Cuando mi padre tenía 20 años robó a mi madre y se casó con ella. La sacó de los alredores de La Plata donde mi abuelo trabajaba en un stud como cuidador. Fue a comienzo del año 1905.
«Se fueron a vivir a Buenos Aires a una casita de la calle Castro 947. Yo nací el 6 de agosto de 1906, a las cinco de la tarde. Caía una lluvia tremenda y hacía un frío de la madona. Mi padre trabajaba en los Tribunales, y un amigo suyo, Edmundo Montagne, también poeta, le avisó: “Pepe, ha nacido tu hijo Cátulo”. Ese amigo ya tenía previsto el nombre. Mi padre corrió a la casa, me quitó de al lado de mi madre, me sacó los pañales, salió al patio, me puso debajo de la lluvia y exclamó: “¡Hijo mío, qué las aguas del cielo te bendigan!”

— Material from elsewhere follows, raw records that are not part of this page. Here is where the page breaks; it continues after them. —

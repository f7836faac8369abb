use std::fmt;
use std::fmt::Debug;
use std::sync::Arc;
use std::sync::atomic::AtomicU64;
use std::sync::atomic::Ordering;
use std::time::Duration;

use quanta::Instant;
use quanta::Mock;

/// A source of time that can also suspend the calling thread.
///
/// `quanta::Clock` is the production implementation. [`MockClock`] is a
/// deterministic stand-in for tests.
pub trait Clock: Debug + Send + Sync {
    /// The current instant.
    fn now(&self) -> Instant;

    /// Suspends the calling thread for `duration`.
    ///
    /// A zero duration must return immediately.
    fn sleep(&self, duration: Duration);
}

impl Clock for quanta::Clock {
    #[inline]
    fn now(&self) -> Instant {
        quanta::Clock::now(self)
    }

    fn sleep(&self, duration: Duration) {
        if !duration.is_zero() {
            std::thread::sleep(duration);
        }
    }
}

/// A manually driven clock.
///
/// Time only moves when [`MockClock::advance`] is called or, unless the clock
/// is [frozen](MockClock::frozen), when a caller sleeps. Every sleep is
/// recorded so tests can assert on how long callers were held.
///
/// Clones share the same time and the same sleep record.
#[derive(Clone)]
pub struct MockClock {
    clock: quanta::Clock,
    mock: Arc<Mock>,
    advance_on_sleep: bool,
    slept_ns: Arc<AtomicU64>,
    sleeps: Arc<AtomicU64>,
}

impl MockClock {
    /// A mock clock where sleeping advances time by the slept duration.
    pub fn new() -> Self {
        Self::with_sleep_behaviour(true)
    }

    /// A mock clock where sleeping is recorded but time stands still.
    ///
    /// Useful for checking the exact sequence of deadlines handed out to
    /// concurrent callers.
    pub fn frozen() -> Self {
        Self::with_sleep_behaviour(false)
    }

    fn with_sleep_behaviour(advance_on_sleep: bool) -> Self {
        let (clock, mock) = quanta::Clock::mock();
        Self {
            clock,
            mock,
            advance_on_sleep,
            slept_ns: Arc::new(AtomicU64::new(0)),
            sleeps: Arc::new(AtomicU64::new(0)),
        }
    }

    /// Moves time forward by `duration`.
    pub fn advance(&self, duration: Duration) {
        self.mock.increment(duration);
    }

    /// The sum of all non-zero sleeps requested so far.
    pub fn total_slept(&self) -> Duration {
        Duration::from_nanos(self.slept_ns.load(Ordering::Acquire))
    }

    /// The number of non-zero sleeps requested so far.
    pub fn sleep_count(&self) -> u64 {
        self.sleeps.load(Ordering::Acquire)
    }
}

impl Default for MockClock {
    fn default() -> Self {
        Self::new()
    }
}

impl Debug for MockClock {
    fn fmt(&self, f: &mut fmt::Formatter<'_>) -> fmt::Result {
        f.debug_struct("MockClock")
            .field("now_ns", &self.mock.value())
            .field("advance_on_sleep", &self.advance_on_sleep)
            .field("total_slept", &self.total_slept())
            .field("sleep_count", &self.sleep_count())
            .finish()
    }
}

impl Clock for MockClock {
    #[inline]
    fn now(&self) -> Instant {
        self.clock.now()
    }

    fn sleep(&self, duration: Duration) {
        if duration.is_zero() {
            return;
        }
        self.sleeps.fetch_add(1, Ordering::AcqRel);
        self.slept_ns
            .fetch_add(duration.as_nanos() as u64, Ordering::AcqRel);
        if self.advance_on_sleep {
            self.mock.increment(duration);
        }
    }
}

«A causa de tanto lirismo y ritual anarquista, me pesqué una pulmonía que me tuvo durante tres o cuatro meses entre la vida y la muerte. Dos días después junto a sus amigos fue al Registro Civil para anotarme. “¿El niño cómo se va a llamar?” —preguntó el empleado—. “Descanso Dominical González Castillo” —dijo mi padre—. El empleado se negó, mi padre se enfureció y por poco se van a las manos. Privó la actitud de quienes lo acompañaban y quedó Ovidio Cátulo. Aquel intento se debía porque recientemente habían promulgado la ley de no trabajar los domingos, una vieja aspiración libertaria.
«En 1910, sus ideas lo llevaron a exilarse en Chile. Allí marchó toda su familia, recalamos en Valparaíso, buenos años los pasé mirando el Pacífico. Cuando en Buenos Aires, en el teatro Nacional, le estrenaron su sainete “La serenata”, había pasado el peligro y regresamos. Pasamos a vivir en San Juan 3957, era 1918.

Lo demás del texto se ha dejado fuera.